» TASK REQUIREMENTS: Pull out each line of the data that includes the word "into".

» Stored items:
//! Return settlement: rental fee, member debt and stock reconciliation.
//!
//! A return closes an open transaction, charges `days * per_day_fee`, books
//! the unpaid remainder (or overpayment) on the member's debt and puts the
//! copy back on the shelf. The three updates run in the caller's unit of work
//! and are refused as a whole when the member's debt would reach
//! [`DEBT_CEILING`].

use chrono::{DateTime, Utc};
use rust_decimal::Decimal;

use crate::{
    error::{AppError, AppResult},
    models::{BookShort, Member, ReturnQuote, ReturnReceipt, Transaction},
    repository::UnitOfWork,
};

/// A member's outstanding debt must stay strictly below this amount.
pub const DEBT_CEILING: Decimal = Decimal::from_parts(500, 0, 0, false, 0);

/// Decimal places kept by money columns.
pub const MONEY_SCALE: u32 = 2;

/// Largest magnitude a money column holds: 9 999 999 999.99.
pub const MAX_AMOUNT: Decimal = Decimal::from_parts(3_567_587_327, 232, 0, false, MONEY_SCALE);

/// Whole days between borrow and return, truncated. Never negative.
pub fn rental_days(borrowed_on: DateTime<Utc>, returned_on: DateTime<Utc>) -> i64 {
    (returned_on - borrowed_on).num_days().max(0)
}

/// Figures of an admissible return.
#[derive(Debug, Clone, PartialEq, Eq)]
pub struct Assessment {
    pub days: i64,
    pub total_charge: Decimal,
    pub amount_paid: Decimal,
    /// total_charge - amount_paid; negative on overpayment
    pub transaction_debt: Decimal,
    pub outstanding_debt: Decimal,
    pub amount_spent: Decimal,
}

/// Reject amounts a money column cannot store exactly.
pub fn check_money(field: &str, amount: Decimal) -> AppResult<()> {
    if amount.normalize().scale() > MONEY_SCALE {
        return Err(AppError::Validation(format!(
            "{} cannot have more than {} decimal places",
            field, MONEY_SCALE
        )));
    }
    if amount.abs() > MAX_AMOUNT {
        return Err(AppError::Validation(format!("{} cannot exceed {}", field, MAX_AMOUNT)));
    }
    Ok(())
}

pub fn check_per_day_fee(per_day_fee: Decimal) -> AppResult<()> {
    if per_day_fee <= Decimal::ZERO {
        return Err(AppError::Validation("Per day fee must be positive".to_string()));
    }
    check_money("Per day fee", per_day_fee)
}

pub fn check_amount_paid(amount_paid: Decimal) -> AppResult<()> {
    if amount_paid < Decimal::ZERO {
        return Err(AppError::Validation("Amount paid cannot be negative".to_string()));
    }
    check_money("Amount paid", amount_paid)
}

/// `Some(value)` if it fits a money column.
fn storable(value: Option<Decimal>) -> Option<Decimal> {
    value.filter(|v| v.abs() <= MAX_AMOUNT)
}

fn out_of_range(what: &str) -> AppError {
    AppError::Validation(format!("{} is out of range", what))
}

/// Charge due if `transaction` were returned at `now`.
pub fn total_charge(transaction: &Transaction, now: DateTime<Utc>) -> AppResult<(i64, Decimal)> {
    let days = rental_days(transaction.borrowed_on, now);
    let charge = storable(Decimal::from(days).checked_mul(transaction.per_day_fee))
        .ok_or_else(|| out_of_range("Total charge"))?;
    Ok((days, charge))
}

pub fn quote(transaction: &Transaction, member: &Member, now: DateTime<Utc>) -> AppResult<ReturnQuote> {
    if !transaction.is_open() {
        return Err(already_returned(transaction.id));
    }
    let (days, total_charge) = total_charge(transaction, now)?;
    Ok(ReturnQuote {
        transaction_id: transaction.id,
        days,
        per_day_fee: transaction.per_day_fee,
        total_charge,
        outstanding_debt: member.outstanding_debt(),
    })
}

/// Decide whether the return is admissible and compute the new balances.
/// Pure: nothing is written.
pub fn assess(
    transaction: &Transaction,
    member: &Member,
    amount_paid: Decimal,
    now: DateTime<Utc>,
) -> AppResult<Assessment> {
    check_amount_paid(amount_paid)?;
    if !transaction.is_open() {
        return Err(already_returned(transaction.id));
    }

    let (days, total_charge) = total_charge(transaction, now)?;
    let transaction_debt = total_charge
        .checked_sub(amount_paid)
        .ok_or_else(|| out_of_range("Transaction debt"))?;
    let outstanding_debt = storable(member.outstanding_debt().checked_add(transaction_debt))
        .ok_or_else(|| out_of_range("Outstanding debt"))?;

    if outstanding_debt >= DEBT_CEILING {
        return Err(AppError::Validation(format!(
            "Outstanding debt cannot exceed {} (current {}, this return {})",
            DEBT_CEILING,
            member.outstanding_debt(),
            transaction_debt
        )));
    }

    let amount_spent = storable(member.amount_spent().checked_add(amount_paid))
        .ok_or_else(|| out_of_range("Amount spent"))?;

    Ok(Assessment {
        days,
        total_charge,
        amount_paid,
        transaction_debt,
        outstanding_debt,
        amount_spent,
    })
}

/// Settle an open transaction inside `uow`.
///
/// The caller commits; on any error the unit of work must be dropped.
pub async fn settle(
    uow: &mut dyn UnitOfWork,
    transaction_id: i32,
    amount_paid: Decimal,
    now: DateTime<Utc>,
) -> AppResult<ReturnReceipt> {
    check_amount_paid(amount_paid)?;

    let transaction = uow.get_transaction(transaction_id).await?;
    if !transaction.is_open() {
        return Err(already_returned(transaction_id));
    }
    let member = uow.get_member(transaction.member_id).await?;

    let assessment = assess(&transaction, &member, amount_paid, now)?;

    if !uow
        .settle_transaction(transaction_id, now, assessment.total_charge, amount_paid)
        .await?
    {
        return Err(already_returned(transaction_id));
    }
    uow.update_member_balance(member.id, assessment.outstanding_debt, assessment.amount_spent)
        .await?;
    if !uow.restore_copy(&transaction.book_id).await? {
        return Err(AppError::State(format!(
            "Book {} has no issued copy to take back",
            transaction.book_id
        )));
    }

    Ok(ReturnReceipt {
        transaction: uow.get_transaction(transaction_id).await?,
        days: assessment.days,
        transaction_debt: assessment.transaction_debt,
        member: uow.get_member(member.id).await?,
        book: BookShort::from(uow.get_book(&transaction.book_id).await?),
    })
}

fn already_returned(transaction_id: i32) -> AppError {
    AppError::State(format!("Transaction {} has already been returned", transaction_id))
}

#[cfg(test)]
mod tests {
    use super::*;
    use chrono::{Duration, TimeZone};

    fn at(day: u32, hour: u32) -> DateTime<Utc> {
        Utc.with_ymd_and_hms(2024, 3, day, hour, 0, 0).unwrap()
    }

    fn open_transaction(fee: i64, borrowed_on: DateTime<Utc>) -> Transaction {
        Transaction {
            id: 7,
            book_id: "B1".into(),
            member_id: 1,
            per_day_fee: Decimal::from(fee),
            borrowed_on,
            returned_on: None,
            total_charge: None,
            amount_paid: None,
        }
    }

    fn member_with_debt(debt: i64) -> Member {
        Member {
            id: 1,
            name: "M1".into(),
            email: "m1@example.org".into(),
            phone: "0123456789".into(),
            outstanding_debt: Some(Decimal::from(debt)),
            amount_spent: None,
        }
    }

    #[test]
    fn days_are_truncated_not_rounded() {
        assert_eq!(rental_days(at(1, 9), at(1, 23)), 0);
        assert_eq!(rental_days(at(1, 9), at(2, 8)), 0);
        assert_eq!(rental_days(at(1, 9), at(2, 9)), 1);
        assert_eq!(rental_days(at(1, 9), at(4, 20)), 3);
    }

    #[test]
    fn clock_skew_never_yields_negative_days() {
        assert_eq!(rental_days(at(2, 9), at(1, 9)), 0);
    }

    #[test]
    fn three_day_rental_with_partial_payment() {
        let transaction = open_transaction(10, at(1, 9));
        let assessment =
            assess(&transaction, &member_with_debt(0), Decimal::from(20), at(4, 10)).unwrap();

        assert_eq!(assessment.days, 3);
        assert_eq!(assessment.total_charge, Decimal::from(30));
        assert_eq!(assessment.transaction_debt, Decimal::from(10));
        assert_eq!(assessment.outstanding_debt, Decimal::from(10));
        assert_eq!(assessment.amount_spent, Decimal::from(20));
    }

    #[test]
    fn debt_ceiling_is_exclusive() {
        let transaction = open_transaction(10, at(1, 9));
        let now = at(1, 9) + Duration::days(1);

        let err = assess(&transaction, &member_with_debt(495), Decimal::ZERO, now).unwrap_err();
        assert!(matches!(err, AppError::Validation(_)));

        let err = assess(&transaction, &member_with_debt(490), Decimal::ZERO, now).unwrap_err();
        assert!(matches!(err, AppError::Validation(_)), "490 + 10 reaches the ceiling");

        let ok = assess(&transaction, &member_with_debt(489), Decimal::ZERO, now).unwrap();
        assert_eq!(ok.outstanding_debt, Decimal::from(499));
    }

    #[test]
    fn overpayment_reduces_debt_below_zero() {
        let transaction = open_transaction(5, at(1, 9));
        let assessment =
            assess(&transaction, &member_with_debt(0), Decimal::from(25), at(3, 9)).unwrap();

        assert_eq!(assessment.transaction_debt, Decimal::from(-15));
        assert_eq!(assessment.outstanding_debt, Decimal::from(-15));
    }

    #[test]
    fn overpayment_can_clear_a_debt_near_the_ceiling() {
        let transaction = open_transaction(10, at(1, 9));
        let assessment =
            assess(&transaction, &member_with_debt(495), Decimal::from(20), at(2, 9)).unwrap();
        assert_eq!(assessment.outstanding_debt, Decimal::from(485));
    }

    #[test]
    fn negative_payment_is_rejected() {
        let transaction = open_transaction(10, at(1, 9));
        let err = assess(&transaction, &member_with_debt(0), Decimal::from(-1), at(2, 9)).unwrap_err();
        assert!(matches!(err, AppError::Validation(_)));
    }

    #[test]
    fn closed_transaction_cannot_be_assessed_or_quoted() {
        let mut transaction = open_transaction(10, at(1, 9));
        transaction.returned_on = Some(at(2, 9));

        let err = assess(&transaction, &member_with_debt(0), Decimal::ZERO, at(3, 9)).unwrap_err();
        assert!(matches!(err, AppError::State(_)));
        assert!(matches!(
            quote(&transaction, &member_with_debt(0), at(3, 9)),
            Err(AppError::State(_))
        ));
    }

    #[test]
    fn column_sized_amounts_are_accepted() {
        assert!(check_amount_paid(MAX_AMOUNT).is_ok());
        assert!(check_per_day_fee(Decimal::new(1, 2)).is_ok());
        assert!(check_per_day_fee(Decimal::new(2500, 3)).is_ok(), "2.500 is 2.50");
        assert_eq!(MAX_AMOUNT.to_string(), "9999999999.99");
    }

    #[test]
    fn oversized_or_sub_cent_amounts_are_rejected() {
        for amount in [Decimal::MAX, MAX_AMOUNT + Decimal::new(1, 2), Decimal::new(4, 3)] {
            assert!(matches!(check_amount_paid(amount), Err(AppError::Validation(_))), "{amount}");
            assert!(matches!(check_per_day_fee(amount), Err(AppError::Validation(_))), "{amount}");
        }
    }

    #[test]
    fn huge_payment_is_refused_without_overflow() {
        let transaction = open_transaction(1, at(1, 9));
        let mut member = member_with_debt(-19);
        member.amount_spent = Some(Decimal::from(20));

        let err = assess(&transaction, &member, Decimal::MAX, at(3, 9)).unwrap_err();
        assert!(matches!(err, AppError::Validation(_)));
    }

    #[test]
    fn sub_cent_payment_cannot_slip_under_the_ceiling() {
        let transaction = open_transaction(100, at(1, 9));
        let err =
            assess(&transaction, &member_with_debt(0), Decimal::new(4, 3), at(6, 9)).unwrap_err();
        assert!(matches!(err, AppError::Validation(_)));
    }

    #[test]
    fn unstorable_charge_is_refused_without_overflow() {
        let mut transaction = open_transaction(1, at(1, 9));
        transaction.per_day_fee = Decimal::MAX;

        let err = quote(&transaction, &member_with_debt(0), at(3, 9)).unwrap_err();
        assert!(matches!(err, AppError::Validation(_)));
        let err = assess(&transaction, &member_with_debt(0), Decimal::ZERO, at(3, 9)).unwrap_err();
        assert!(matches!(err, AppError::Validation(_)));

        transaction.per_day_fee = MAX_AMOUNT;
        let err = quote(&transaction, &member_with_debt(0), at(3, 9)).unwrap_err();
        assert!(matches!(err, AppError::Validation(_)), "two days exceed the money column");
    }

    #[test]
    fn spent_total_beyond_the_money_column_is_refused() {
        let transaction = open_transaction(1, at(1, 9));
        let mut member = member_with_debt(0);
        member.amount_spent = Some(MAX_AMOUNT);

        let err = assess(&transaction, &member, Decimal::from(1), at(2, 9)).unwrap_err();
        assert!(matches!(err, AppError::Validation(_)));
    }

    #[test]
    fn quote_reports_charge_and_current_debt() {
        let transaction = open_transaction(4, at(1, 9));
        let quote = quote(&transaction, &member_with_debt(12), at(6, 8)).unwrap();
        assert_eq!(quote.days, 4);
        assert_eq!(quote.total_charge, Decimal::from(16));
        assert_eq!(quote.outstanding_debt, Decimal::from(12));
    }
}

» ANSWER AREA:
            book_id: "B1".into(),
            name: "M1".into(),
            email: "m1@example.org".into(),
            phone: "0123456789".into(),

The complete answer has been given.